Seasonal neurogenomic changes provide genetic links between male song and testosterone-mediated neurogenesis in a wild songbird

Seasonal changes in testosterone mediate the transition from reduced singing in the non-breeding season to high song rates in the early breeding season in male temperate songbirds, a process accompanied by marked neurogenesis in song control regions of the brain. However, the resulting genetic changes and their association with the subsequent behavioral, neuroanatomical and reproductive changes remain poorly understood. Here, we compared gene expression in HVC, a major song control nucleus, between the non-breeding and breeding season in male northern house wrens ( Troglodytes aedon ) and we examined associations with HVC volume, plasma testosterone concentrations, and testes size.
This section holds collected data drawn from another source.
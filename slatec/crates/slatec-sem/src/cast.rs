//! Implicit conversions and l-value reads.
//!
//! [`GenCtx::cast_value`] implements the conversion table: integer
//! resize/reinterpret, integer-float traffic, pointer punning, boolean
//! tests, reference binding and unwrapping, and struct upcasts along the
//! inheritance chain (byte offset = summed size of the preceding
//! parents, accumulated transitively). Conversions on folded literals
//! stay in the constant domain.
//!
//! Where no rule applies the value is returned unchanged; callers that
//! require convertibility go through [`GenCtx::convert_or_error`], which
//! checks [`GenCtx::can_convert`] first and poisons on failure.

use slatec_ssa::{CastOp, Const, IntPredicate, ValueRef};
use slatec_util::{Span, Symbol};

use crate::ctx::GenCtx;
use crate::entity::ClassId;
use crate::error::DiagKind;
use crate::types::{TypeId, TypeKind};
use crate::value::Value;

impl GenCtx<'_> {
    /// Read a value in an r-value context: load the backing storage if
    /// the value is an l-value, then load through any reference layers.
    pub fn load_for_read(&mut self, value: &Value) -> Value {
        let mut v = value.clone();
        if v.is_alloca {
            let ssa_ty = self.arena.ssa_type(v.ty);
            v.ssa = self.bld().load(ssa_ty, v.ssa);
            v.is_alloca = false;
            v.kind = crate::value::ValueKind::Plain;
        }
        while let TypeKind::Ref { pointee } = *self.arena.type_kind(v.ty) {
            let pointee_ssa = self.arena.ssa_type(pointee);
            v.ssa = self.bld().load(pointee_ssa, v.ssa);
            v.ty = pointee;
        }
        v
    }

    /// Make sure the value has an address: an l-value keeps its own
    /// storage, anything else is spilled into a fresh temporary slot.
    pub fn ensure_addressable(&mut self, value: &Value) -> Value {
        if value.is_alloca {
            return value.clone();
        }
        let loaded = self.load_for_read(value);
        let slot = self.alloc_slot(loaded.ty, loaded.name);
        self.bld().store(loaded.ssa, slot);
        let mut place = Value::place(loaded.name, loaded.ty, slot);
        place.is_temporary = true;
        place.can_be_taken = true;
        place
    }

    /// Can `from` convert to `to` under the implicit rules?
    pub fn can_convert(&self, from: TypeId, to: TypeId) -> bool {
        if self.arena.is_error(from) || self.arena.is_error(to) {
            return true;
        }
        let f = self.arena.strip_refs(from);
        let t = self.arena.strip_refs(to);
        if self.arena.types_equal(f, t) {
            return true;
        }
        match (self.arena.type_kind(f), self.arena.type_kind(t)) {
            (TypeKind::Int { .. } | TypeKind::Float { .. }, TypeKind::Int { .. })
            | (TypeKind::Int { .. } | TypeKind::Float { .. }, TypeKind::Float { .. }) => true,
            (TypeKind::Int { .. }, TypeKind::Ptr { .. }) => true,
            (TypeKind::Ptr { .. }, TypeKind::Int { .. }) => true,
            // Any pointer reinterprets; parent-chain pointers also offset.
            (TypeKind::Ptr { .. }, TypeKind::Ptr { .. }) => true,
            (TypeKind::Class(from_class), TypeKind::Class(to_class)) => self
                .arena
                .upcast_padding(self.module, *from_class, *to_class)
                .is_some(),
            _ => false,
        }
    }

    /// Convert with a diagnostic on failure.
    pub fn convert_or_error(&mut self, value: &Value, dest: TypeId, span: Span) -> Value {
        if self.is_poisoned(value) || self.arena.is_error(dest) {
            return self.poison();
        }
        if !self.can_convert(value.ty, dest) {
            self.report(
                DiagKind::TypeMismatch {
                    expected: self.arena.display_type(dest),
                    found: self.arena.display_type(value.ty),
                },
                span,
            );
            return self.poison();
        }
        self.cast_value(value, dest)
    }

    /// Apply the implicit conversion rules. Returns the value unchanged
    /// when no rule matches; the caller is responsible for diagnosing.
    pub fn cast_value(&mut self, value: &Value, dest: TypeId) -> Value {
        if self.is_poisoned(value) || self.arena.is_error(dest) {
            return self.poison();
        }

        // Binding into a reference: the result is the operand's address.
        if let TypeKind::Ref { pointee } = *self.arena.type_kind(dest) {
            return self.bind_reference(value, pointee, dest);
        }

        let mut v = value.clone();

        // Struct-to-struct works on addresses; everything else reads the
        // operand first.
        let src_stripped = self.arena.strip_refs(v.ty);
        let both_classes = matches!(self.arena.type_kind(src_stripped), TypeKind::Class(_))
            && matches!(self.arena.type_kind(dest), TypeKind::Class(_));
        if both_classes {
            // Reduce to an addressable struct place: a reference already
            // holds the address, a reference in a slot needs one load.
            while let TypeKind::Ref { pointee } = *self.arena.type_kind(v.ty) {
                if v.is_alloca {
                    let ref_ssa = self.arena.ssa_type(v.ty);
                    v.ssa = self.bld().load(ref_ssa, v.ssa);
                }
                v.ty = pointee;
                v.is_alloca = true;
            }
            return self.cast_struct(&v, dest);
        }

        if v.is_alloca || matches!(self.arena.type_kind(v.ty), TypeKind::Ref { .. }) {
            v = self.load_for_read(&v);
        }
        if self.arena.types_equal(v.ty, dest) {
            v.ty = dest;
            return v;
        }

        match (
            self.arena.type_kind(v.ty).clone(),
            self.arena.type_kind(dest).clone(),
        ) {
            (TypeKind::Int { bits, signed }, TypeKind::Int { bits: dbits, .. }) => {
                self.cast_int_to_int(&v, bits, signed, dbits, dest)
            }
            (TypeKind::Int { signed, .. }, TypeKind::Float { .. }) => {
                if let Some(c) = v.as_const() {
                    let float = match (c.as_int_signed(), c.as_int_bits(), signed) {
                        (Some(s), _, true) => s as f64,
                        (_, Some(u), false) => u as f64,
                        _ => 0.0,
                    };
                    return self.float_const(v.name, dest, float);
                }
                let op = if signed { CastOp::SiToFp } else { CastOp::UiToFp };
                self.emit_cast(&v, op, dest)
            }
            (TypeKind::Int { .. }, TypeKind::Ptr { .. }) => {
                self.emit_cast(&v, CastOp::IntToPtr, dest)
            }
            (TypeKind::Float { bits }, TypeKind::Float { bits: dbits }) => {
                if let Some(Const::Float { value, .. }) = v.as_const() {
                    return self.float_const(v.name, dest, value);
                }
                let op = if dbits > bits {
                    CastOp::FpExt
                } else {
                    CastOp::FpTrunc
                };
                self.emit_cast(&v, op, dest)
            }
            (TypeKind::Float { .. }, TypeKind::Int { bits: dbits, signed: dsigned }) => {
                if let Some(Const::Float { value, .. }) = v.as_const() {
                    let raw = if dsigned {
                        (value as i64) as u64
                    } else {
                        value as u64
                    };
                    return Value::constant(v.name, dest, Const::int(dbits, raw));
                }
                let op = if dsigned {
                    CastOp::FpToSi
                } else {
                    CastOp::FpToUi
                };
                self.emit_cast(&v, op, dest)
            }
            (TypeKind::Ptr { .. }, TypeKind::Int { bits: 1, signed: false }) => {
                let ptr_ssa_ty = self.arena.ssa_type(v.ty);
                let null = ValueRef::Const(Const::Null { ty: ptr_ssa_ty });
                let result = self.bld().icmp(IntPredicate::Ne, v.ssa, null);
                Value::plain(v.name, dest, result)
            }
            (TypeKind::Ptr { .. }, TypeKind::Int { .. }) => {
                self.emit_cast(&v, CastOp::PtrToInt, dest)
            }
            (TypeKind::Ptr { pointee: from_p }, TypeKind::Ptr { pointee: to_p }) => {
                self.cast_ptr_to_ptr(&v, from_p, to_p, dest)
            }
            _ => v,
        }
    }

    fn cast_int_to_int(
        &mut self,
        v: &Value,
        bits: u32,
        signed: bool,
        dbits: u32,
        dest: TypeId,
    ) -> Value {
        if bits == dbits {
            // Reinterpretation only (signedness change); same bits.
            let mut out = v.clone();
            out.ty = dest;
            return out;
        }
        if let Some(c) = v.as_const() {
            let raw = if signed {
                c.as_int_signed().unwrap_or(0) as u64
            } else {
                c.as_int_bits().unwrap_or(0)
            };
            if self.arena.is_bool(dest) {
                return Value::constant(v.name, dest, Const::int(1, u64::from(raw != 0)));
            }
            return Value::constant(v.name, dest, Const::int(dbits, raw));
        }
        if self.arena.is_bool(dest) {
            let zero = ValueRef::Const(Const::int(bits, 0));
            let result = self.bld().icmp(IntPredicate::Ne, v.ssa, zero);
            return Value::plain(v.name, dest, result);
        }
        let op = if bits > dbits {
            CastOp::Trunc
        } else if signed {
            CastOp::SExt
        } else {
            CastOp::ZExt
        };
        self.emit_cast(v, op, dest)
    }

    fn cast_ptr_to_ptr(
        &mut self,
        v: &Value,
        from_pointee: TypeId,
        to_pointee: TypeId,
        dest: TypeId,
    ) -> Value {
        // Pointer into the inheritance chain: offset, then reinterpret.
        if let (TypeKind::Class(from_class), TypeKind::Class(to_class)) = (
            self.arena.type_kind(from_pointee).clone(),
            self.arena.type_kind(to_pointee).clone(),
        ) {
            if let Some(padding) =
                self.arena
                    .upcast_padding(self.module, from_class, to_class)
            {
                let ptr = self.offset_and_retag(v.ssa, padding, to_pointee);
                return Value::plain(v.name, dest, ptr);
            }
        }
        if self.arena.types_equal(from_pointee, to_pointee) {
            let mut out = v.clone();
            out.ty = dest;
            return out;
        }
        self.emit_cast(v, CastOp::Bitcast, dest)
    }

    /// Struct-to-struct conversion: upcast along the parent chain, on
    /// addresses. Values without backing storage are spilled first.
    fn cast_struct(&mut self, v: &Value, dest: TypeId) -> Value {
        let (Some(from_class), Some(to_class)) =
            (self.arena.class_of(v.ty), self.arena.class_of(dest))
        else {
            return v.clone();
        };
        if from_class == to_class {
            return v.clone();
        }
        let Some(padding) = self
            .arena
            .upcast_padding(self.module, from_class, to_class)
        else {
            // Not on the chain: unchanged, caller diagnoses.
            return v.clone();
        };
        self.struct_cast(v, to_class, padding, dest)
    }

    /// Reinterpret a struct place as a parent at `padding` bytes in.
    pub(crate) fn struct_cast(
        &mut self,
        v: &Value,
        _to_class: ClassId,
        padding: u64,
        dest: TypeId,
    ) -> Value {
        let place = self.ensure_addressable(v);
        let ptr = self.offset_and_retag(place.ssa, padding, dest);
        let mut out = Value::place(v.name, dest, ptr);
        out.is_temporary = place.is_temporary;
        out
    }

    /// `addr + padding` bytes, retyped as a pointer to `dest`.
    fn offset_and_retag(
        &mut self,
        addr: ValueRef,
        padding: u64,
        dest: TypeId,
    ) -> ValueRef {
        let dest_ssa = self.arena.ssa_type(dest);
        let dest_ptr = self.module.types.ptr(dest_ssa);
        if padding == 0 {
            return self.bld().cast(CastOp::Bitcast, addr, dest_ptr);
        }
        let i8_ssa = self.module.types.int(8);
        let i8_ptr = self.module.types.ptr(i8_ssa);
        let raw = self.bld().cast(CastOp::Bitcast, addr, i8_ptr);
        let offset = ValueRef::Const(Const::int(64, padding));
        let shifted = self.bld().gep(i8_ssa, raw, vec![offset], i8_ptr);
        self.bld().cast(CastOp::Bitcast, shifted, dest_ptr)
    }

    /// `T -> Reference(T)`: take the address, materializing a temporary
    /// when the operand has no backing storage.
    fn bind_reference(&mut self, value: &Value, pointee: TypeId, dest: TypeId) -> Value {
        // Already a reference of the right shape: hand over the pointer.
        if matches!(self.arena.type_kind(value.ty), TypeKind::Ref { .. }) {
            let inner = self.arena.strip_refs(value.ty);
            if self.arena.types_equal(inner, pointee) {
                let mut v = value.clone();
                if v.is_alloca {
                    let ref_ssa = self.arena.ssa_type(v.ty);
                    v.ssa = self.bld().load(ref_ssa, v.ssa);
                    v.is_alloca = false;
                }
                v.ty = dest;
                return v;
            }
        }

        let payload = if self.arena.types_equal(self.arena.strip_refs(value.ty), pointee) {
            value.clone()
        } else {
            self.cast_value(value, pointee)
        };

        if payload.is_alloca {
            let mut out = payload;
            out.ty = dest;
            out.is_alloca = false;
            return out;
        }

        let loaded = self.load_for_read(&payload);
        let slot = self.alloc_slot(pointee, Symbol::intern("ref"));
        self.bld().store(loaded.ssa, slot);
        let mut out = Value::plain(loaded.name, dest, slot);
        out.is_temporary = true;
        out
    }

    fn emit_cast(&mut self, v: &Value, op: CastOp, dest: TypeId) -> Value {
        let dest_ssa = self.arena.ssa_type(dest);
        let result = self.bld().cast(op, v.ssa, dest_ssa);
        Value::plain(v.name, dest, result)
    }

    fn float_const(&self, name: Symbol, dest: TypeId, value: f64) -> Value {
        let bits = match self.arena.type_kind(dest) {
            TypeKind::Float { bits } => *bits,
            _ => 64,
        };
        Value::constant(name, dest, Const::Float { bits, value })
    }
}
Differential gene expression analysis identified three genes (CLIP4, FAM169A, and TTR) consistently linked to seasonal transitions from non-breeding to three breeding stages (pre-laying, egg-laying and incubation). Notably, TTR, which transports thyroid hormone (TH), was highly expressed in the nonbreeding season, consistent with a possible role of TH in regulating seasonal shifts in song output and structure. We also identified seasonal changes in networks of genes related to neural connectivity, cellular restructuring, and cell migration. Weighted gene co-expression network analysis (WGCNA) revealed gene clusters specifically correlated with testosterone and HVC volume. Testosterone-associated genes included genes involved in neural circuit remodeling, chromatin organization, and cytoskeletal dynamics, consistent with testosterone-mediated regulation of these neuroanatomical changes. Genes linked to seasonal increases in HVC volume were involved in neuronal restructuring and neuron migration, implicating these genes in seasonal neurogenesis. Together, our findings link novel gene expression patterns to hormone regulation and neurogenesis underlying seasonal transitions in birdsong.